**Description of the task**
Exact repetition of the data below is required.
# # # # #
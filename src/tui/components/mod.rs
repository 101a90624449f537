//! # TUI Components
//!
//! All UI components for the story viewer.
//!
//! ## Component Architecture
//!
//! Every component here is stateless (props-based rendering): it is built
//! fresh each frame from the `Viewer` and renders into the `Rect` it is
//! given.
//!
//! - `ProgressBar`: one segment per item, current one filling with the clock
//! - `TitleBar`: subject, position, status
//! - `StoryCard`: the item on screen and its media state
//!
//! Everything a component draws arrives through its constructor, so the
//! tests can render any state on a `TestBackend` without a live viewer:
//!
//! ```rust,ignore
//! ProgressBar::new(queue.len(), queue.current(), viewer.progress()).render(frame, area);
//! ```

pub mod progress_bar;
pub mod story_card;
pub mod title_bar;

pub use progress_bar::ProgressBar;
pub use story_card::StoryCard;
pub use title_bar::TitleBar;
# # # # #
**Exercise output**
filename src/tui/components/mod.rs
repository 101a90624449f537
//! # TUI Components
//!
//! All UI components for the story viewer.
//!
//! ## Component Architecture
//!
//! Every component here is stateless (props-based rendering): it is built
//! fresh each frame from the `Viewer` and renders into the `Rect` it is
//! given.
//!
//! - `ProgressBar`: one segment per item, current one filling with the clock
//! - `TitleBar`: subject, position, status
//! - `StoryCard`: the item on screen and its media state
//!
//! Everything a component draws arrives through its constructor, so the
//! tests can render any state on a `TestBackend` without a live viewer:
//!
//! ```rust,ignore
//! ProgressBar::new(queue.len(), queue.current(), viewer.progress()).render(frame, area);
//! ```

pub mod progress_bar;
pub mod story_card;
pub mod title_bar;

pub use progress_bar::ProgressBar;
pub use story_card::StoryCard;
pub use title_bar::TitleBar;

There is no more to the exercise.